The 2020 US Election proved the efficacy of postal voting as a safer method of voting during Covid times. It is likely the government and Electoral Commission will encourage this method more widely than ever before to limit face to face contact. However, some councils have proposed to make these elections solely postal ballot, although this idea has been rejected. Emergency ballots for those shielding on election day will be available.
Canvassing and in-person campaigning will be allowed from the second week of March, alleviating fears from local democracy advocacy groups that this would be prohibited. Activists will be restricted to the rule-of-6, use hand sanitiser when moving from house-to-house and are required to remain two meters from others outside of the campaigning bubble. Minister of State for the Constitution and Devolution, Chloe Smith, urged ‘political campaigners to continue to show social responsibility, and for parties, agents and candidates to ensure that their campaigners understand the clear rules’.
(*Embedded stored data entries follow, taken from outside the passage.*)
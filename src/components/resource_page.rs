//! Resource Page Component
//!
//! One tab of the app: a list view bound to its own controller and store.

use std::future::Future;
use std::rc::Rc;

use leptos::prelude::*;
use leptos::task::spawn_local;
use reactive_stores::Store;

use list_view::{ListViewController, Resource};

use super::{ConfirmModal, DetailModal, FormModal, ListTable, NoticeStack, PaginationBar, SearchBar};
use crate::context::use_app_context;
use crate::store::{StoreSurface, ViewState, ViewStateStoreFields, ViewStore};

/// Copyable handle to a page's controller for use inside view closures
pub type ControllerHandle = StoredValue<Rc<ListViewController>, LocalStorage>;

/// Run a controller operation from an event handler.
pub fn run<F, Fut>(controller: ControllerHandle, op: F)
where
    F: FnOnce(Rc<ListViewController>) -> Fut,
    Fut: Future<Output = ()> + 'static,
{
    spawn_local(op(controller.get_value()));
}

/// List page for `resource`; loads page 1 on mount
#[component]
pub fn ResourcePage(resource: Rc<dyn Resource>) -> impl IntoView {
    let ctx = use_app_context();
    let store: ViewStore = Store::new(ViewState::default());

    let heading = page_heading(resource.plural());
    let add_label = format!("Add {}", resource.singular());
    let quick_filters = resource.quick_filters();
    let filters: Vec<(&'static str, &'static [(&'static str, &'static str)])> = resource
        .filter_keys()
        .iter()
        .map(|key| (*key, resource.filter_options(key)))
        .collect();

    let surface = Rc::new(StoreSurface::new(store, ctx.toast_dismiss_ms));
    let controller: ControllerHandle =
        StoredValue::new_local(Rc::new(ListViewController::new(ctx.api(), resource, surface)));

    run(controller, |c| async move { c.load(1).await });

    view! {
        <section class="resource-page">
            <header class="page-header">
                <h2>{heading}</h2>
                <button class="btn btn-primary" on:click=move |_| controller.get_value().open_create()>
                    {add_label}
                </button>
            </header>

            <SearchBar controller=controller quick_filters=quick_filters filters=filters />
            <NoticeStack store=store />

            <Show when=move || store.loading().get()>
                <div class="loading-indicator">"Loading..."</div>
            </Show>

            <ListTable store=store controller=controller />
            <PaginationBar store=store controller=controller />

            <FormModal store=store controller=controller />
            <DetailModal store=store controller=controller />
            <ConfirmModal store=store controller=controller />
        </section>
    }
}

/// "patients" -> "Patients"
fn page_heading(plural: &str) -> String {
    let mut chars = plural.chars();
    match chars.next() {
        Some(first) => first.to_uppercase().chain(chars).collect(),
        None => String::new(),
    }
}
What might election results show us?
With general elections happening only once every five years, local elections can be a good indicator of the national political mood. In 2019, during the peak of Brexit turmoil, Theresa May’s Conservatives lost 1,330 councillors, most seats going to Remain supporting Liberal Democrat and Green candidates. Similarly, Jeremy Corbyn’s Labour saw a loss of 7% of votes, many coming from Leave voting areas of the North, an early sign of results that were to come later that year.
This May’s elections will undoubtedly be dominated by public judgement of the government’s response to Covid. Boris Johnson will hope to ride a wave of positive public sentiment as restrictions are lifted and vaccines administered, but after a year of world leading Covid rates, he will face scrutiny from the electorate for the first time for his overall response.
Sir Keir Starmer will lead the Labour Party into his first election as leader. He will hope to gain support from Labour voters and the wider electorate for his post-Corbyn project, slowly rebuilding the party from a historically unsuccessful 2019 General Election campaign. Similarly, Sir Ed Davey will lead the Liberal Democrats election campaign for the first time after an equally poor showing in 2019. He will hope local government successes in the past will continue to allow his party to outperform Westminster results. Jonathan Bartley and Siân Berry’s Green Party will hope to build on the last local elections where they over tripled their seats nationwide.
Why is voting in local elections important?
Persistent low turnout in local elections is a common, but undesirable pattern. In 2017, 39.9% of people cast a vote in Cornwall’s elections, slightly above the national rate of 35.3%. This rate is consistently lower among younger voters. While the stakes of general elections and referendums are commonly perceived as higher, often local results have a greater direct impact on communities through the services they provide. While MPs can appear distant and focused on national issues, councillors represent fewer people and have a direct stake in the areas they stand in. Numerous examples exist of elections decided by only a few votes; your vote can make a difference.
Encouraging student participation, Cornwall Council Deputy Leader Adam Paynter told the Anchor, “These are unprecedented times during a pandemic and having all elections in England postponed from last March. It would be great if students get involved with firstly voting but also considering putting yourself forward to stand for election.”
Also speaking to the Anchor, Cornwall Council Leader Julian Germans reminded voters of the wide range of important decisions local representatives make. “Cornwall Council plays an important role in your life, sometimes unseen, such as ensuring alcohol is sold in the correct measures to regulating landlords, to the more overt collection of recycling and waste to delivering quality roads and public transport. What the Council does effects many, many aspects of your life, so please use your vote.”